The "clunker" initiative offers rebates of up to $4,500 when consumers trade in older cars for more fuel efficient new ones. Dealers say buyers are trading in mainly sport utilities, pickups and other U.S.-made vehicles for fuel stingy foreign-made passenger cars.

Automakers credited "clunker" trade-ins for boosting July sales to the best annualized rate for 2009, a year in which carmakers have contended with a devastating decline in business. The horrid, recession-driven sales environment contributed to bankruptcies at General Motors Co and Chrysler this spring.

Both have since emerged from Chapter 11 to an uncertain place in the market with the healthier Ford Motor Co rebounding nicely in July from the brutal sales decline and Japanese powerhouses Toyota Motor Co and Honda Motor Co capitalizing strongly on the "clunker" fueled consumer shift to passenger cars.

Tammy Darvish of Darcars Automotive Group said showroom traffic has eased for domestic models since the first week of the month, with inventory running low.

Chrysler shut down production during its bankruptcy in April, and GM slowed output significantly for over two months during its restructuring.

Foreign makers, especially Toyota, are still attracting buyers for historic discounts but traffic has eased slightly for those dealers, too, Darvish said.

"We don't have as great an inventory as we're used to, but we have enough," Darvish said of hot-selling Toyota Corollas, Camrys and Tacoma pickups.

The Corolla ended July with an average supply of 34 days while the Camry supply averaged 38 days, Toyota spokeswoman Martha Voss said.

Domestic and foreign auto manufacturers remained cautious about boosting production. Memories remain fresh, especially among U.S. manufacturers, of unsold vehicles rushed to market in recent years in response to soaring gasoline prices.
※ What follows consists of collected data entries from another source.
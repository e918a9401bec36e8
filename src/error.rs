use thiserror::Error;

#[derive(Error, Debug)]
pub enum AppError {
    #[error("IO error: {0}")]
    Io(#[from] std::io::Error),

    #[error("Could not read statement: {0}")]
    Load(String),

    #[error("Required column(s) missing from statement: {0}")]
    MissingColumn(String),

    #[error("No usable keyword (input was empty or whitespace)")]
    NoKeyword,

    #[error("No statement file given and no recent file found. Pass --file or use --pick.")]
    NoFile,

    #[error("Config error: {0}")]
    Config(String),

    #[error("Export failed: {0}")]
    Export(String),

    #[error("{0}")]
    Other(String),
}

pub type Result<T> = std::result::Result<T, AppError>;
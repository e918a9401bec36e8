use chrono::NaiveDate;
use regex::Regex;

use crate::sheet::CellValue;

// Invisible characters that show up in merchant names copied out of the
// card company's web export.
const ZERO_WIDTH: [char; 4] = ['\u{200b}', '\u{200c}', '\u{200d}', '\u{feff}'];

/// Clean a merchant-name string: drop zero-width characters, turn
/// non-breaking spaces into ordinary ones, collapse whitespace runs, trim.
pub fn clean_text(raw: &str) -> String {
    let mut out = String::with_capacity(raw.len());
    for ch in raw.chars() {
        if ZERO_WIDTH.contains(&ch) {
            continue;
        }
        if ch == '\u{a0}' {
            out.push(' ');
        } else {
            out.push(ch);
        }
    }
    out.split_whitespace().collect::<Vec<_>>().join(" ")
}

/// Stringify a cell for the merchant field. Missing cells become the empty
/// string so blank rows fall through to the row classifier.
pub fn cell_text(cell: &CellValue) -> String {
    match cell {
        CellValue::Text(s) => clean_text(s),
        CellValue::Number(n) => {
            if n.fract() == 0.0 {
                format!("{n:.0}")
            } else {
                n.to_string()
            }
        }
        CellValue::Missing => String::new(),
    }
}

/// Coerce a cell to a monetary amount. Non-parsable or blank becomes 0.
pub fn coerce_amount(cell: &CellValue) -> f64 {
    match cell {
        CellValue::Number(n) => *n,
        CellValue::Missing => 0.0,
        CellValue::Text(s) => {
            let cleaned: String = s
                .chars()
                .filter(|c| !c.is_whitespace() && !matches!(c, ',' | '원' | '₩'))
                .collect();
            cleaned.parse().unwrap_or(0.0)
        }
    }
}

/// Spreadsheet serial date: day-count offset from 1899-12-30 (the epoch
/// that absorbs the 1900 leap-year bug).
pub fn serial_to_date(serial: f64) -> Option<NaiveDate> {
    let base = NaiveDate::from_ymd_opt(1899, 12, 30)?;
    let offset = chrono::Duration::try_days(serial as i64)?;
    base.checked_add_signed(offset)
}

/// Parse a textual statement date. The exports write dates as `YY.MM.DD`,
/// sometimes with 년/월/일 suffixes or a weekday tag; strip everything but
/// digits and separators, unify separators to dots, then parse.
pub fn parse_text_date(raw: &str) -> Option<NaiveDate> {
    let suffixed = raw.replace('년', ".").replace('월', ".").replace('일', "");
    let junk = Regex::new(r"[^0-9./-]").ok()?;
    let kept = junk.replace_all(&suffixed, "");
    let seps = Regex::new(r"[./-]+").ok()?;
    let dotted = seps.replace_all(&kept, ".");
    let trimmed = dotted.trim_matches('.');
    NaiveDate::parse_from_str(trimmed, "%y.%m.%d").ok()
}

/// Resolve one canonical date for a row. Candidate columns are those whose
/// name contains a date marker; the leftmost candidate that parses wins,
/// decided per row. Numeric cells are serial offsets, text cells go through
/// the `YY.MM.DD` path. No candidate parsing is not an error.
pub fn resolve_date(
    columns: &[String],
    cells: &[CellValue],
    markers: &[String],
) -> Option<NaiveDate> {
    for (idx, name) in columns.iter().enumerate() {
        if !markers.iter().any(|m| name.contains(m.as_str())) {
            continue;
        }
        let parsed = match cells.get(idx) {
            Some(CellValue::Number(n)) => serial_to_date(*n),
            Some(CellValue::Text(s)) => parse_text_date(s),
            _ => None,
        };
        if parsed.is_some() {
            return parsed;
        }
    }
    None
}

#[cfg(test)]
mod tests {
    use super::*;

    fn markers() -> Vec<String> {
        vec!["일자".to_string(), "승인일".to_string(), "거래일".to_string()]
    }

    #[test]
    fn test_clean_text_zero_width_and_nbsp() {
        let dirty = "스타\u{200b}벅스\u{a0}\u{a0}강남점";
        let cleaned = clean_text(dirty);
        assert_eq!(cleaned, "스타벅스 강남점");
        assert!(!cleaned.contains('\u{200b}'));
        assert!(!cleaned.contains('\u{a0}'));
        assert!(!cleaned.contains("  "));
    }

    #[test]
    fn test_clean_text_collapses_and_trims() {
        assert_eq!(clean_text("  카페   베네  "), "카페 베네");
        assert_eq!(clean_text("\t노래방\n천국"), "노래방 천국");
    }

    #[test]
    fn test_cell_text_missing_is_empty() {
        assert_eq!(cell_text(&CellValue::Missing), "");
        assert_eq!(cell_text(&CellValue::Number(42.0)), "42");
        assert_eq!(cell_text(&CellValue::Number(1.5)), "1.5");
    }

    #[test]
    fn test_coerce_amount() {
        assert_eq!(coerce_amount(&CellValue::Number(4500.0)), 4500.0);
        assert_eq!(coerce_amount(&CellValue::Missing), 0.0);
        assert_eq!(coerce_amount(&CellValue::Text("1,234".to_string())), 1234.0);
        assert_eq!(coerce_amount(&CellValue::Text("4500원".to_string())), 4500.0);
        assert_eq!(coerce_amount(&CellValue::Text("-300".to_string())), -300.0);
        assert_eq!(coerce_amount(&CellValue::Text("가맹점".to_string())), 0.0);
    }

    #[test]
    fn test_serial_to_date() {
        assert_eq!(
            serial_to_date(44000.0),
            NaiveDate::from_ymd_opt(2020, 6, 18)
        );
        assert_eq!(
            serial_to_date(45667.0),
            NaiveDate::from_ymd_opt(2025, 1, 10)
        );
        // Corrupt cells far outside the representable range are not dates.
        assert_eq!(serial_to_date(9.0e18), None);
    }

    #[test]
    fn test_parse_text_date_variants() {
        let expected = NaiveDate::from_ymd_opt(2024, 3, 5);
        assert_eq!(parse_text_date("24.03.05"), expected);
        assert_eq!(parse_text_date("24-03-05"), expected);
        assert_eq!(parse_text_date("24/03/05"), expected);
        assert_eq!(parse_text_date("24년 3월 5일"), expected);
        assert_eq!(parse_text_date("24.03.05 (화)"), expected);
        assert_eq!(parse_text_date("승인완료"), None);
        assert_eq!(parse_text_date(""), None);
    }

    #[test]
    fn test_resolve_date_leftmost_parsed_wins() {
        let columns = vec![
            "이용일자".to_string(),
            "승인일".to_string(),
            "가맹점".to_string(),
        ];
        // Serial in the leftmost candidate and text in the second: both
        // parse, leftmost wins.
        let cells = vec![
            CellValue::Number(44000.0),
            CellValue::Text("20.06.18".to_string()),
            CellValue::Text("카페".to_string()),
        ];
        assert_eq!(
            resolve_date(&columns, &cells, &markers()),
            NaiveDate::from_ymd_opt(2020, 6, 18)
        );

        // Leftmost candidate unparsable: the next one is used.
        let cells = vec![
            CellValue::Text("취소".to_string()),
            CellValue::Text("21.01.02".to_string()),
            CellValue::Missing,
        ];
        assert_eq!(
            resolve_date(&columns, &cells, &markers()),
            NaiveDate::from_ymd_opt(2021, 1, 2)
        );
    }

    #[test]
    fn test_resolve_date_serial_and_text_agree() {
        // Same calendar date via the serial path and the text path.
        assert_eq!(serial_to_date(44000.0), parse_text_date("20.06.18"));
    }

    #[test]
    fn test_resolve_date_none_when_no_candidate() {
        let columns = vec!["가맹점".to_string(), "금액".to_string()];
        let cells = vec![
            CellValue::Text("카페".to_string()),
            CellValue::Number(4500.0),
        ];
        assert_eq!(resolve_date(&columns, &cells, &markers()), None);
    }
}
Toyota is increasing production of key models by 65,000 vehicles, which are being shipped to dealers through September, Voss said. Ford's production is running ahead of last year and has said it will disclose plans in September about third quarter production.

GM already plans to increase third-quarter production across its vehicle lineup by 35 percent over the previous three months, officials said. Senior executives said on Tuesday production would go up even more later in the year, with plans to be announced by the end of the month.

U.S. Representatives Candice Miller and Fred Upton, both of Michigan where domestic manufacturers are based, are so concerned about shrinking inventories that they asked the Obama administration to intervene.

"The inventories of some automakers and dealers have been so depleted that the program's extension may be limited in its effectiveness," they wrote in a letter to Transportation Secretary Ray LaHood.

They asked that "clunker" rules be modified to allow consumers to reserve a rebate from the manufacturer for a newly ordered car or truck.

"This will allow consumers to purchase the vehicle they want even if it is not presently on the dealer's lot," they wrote.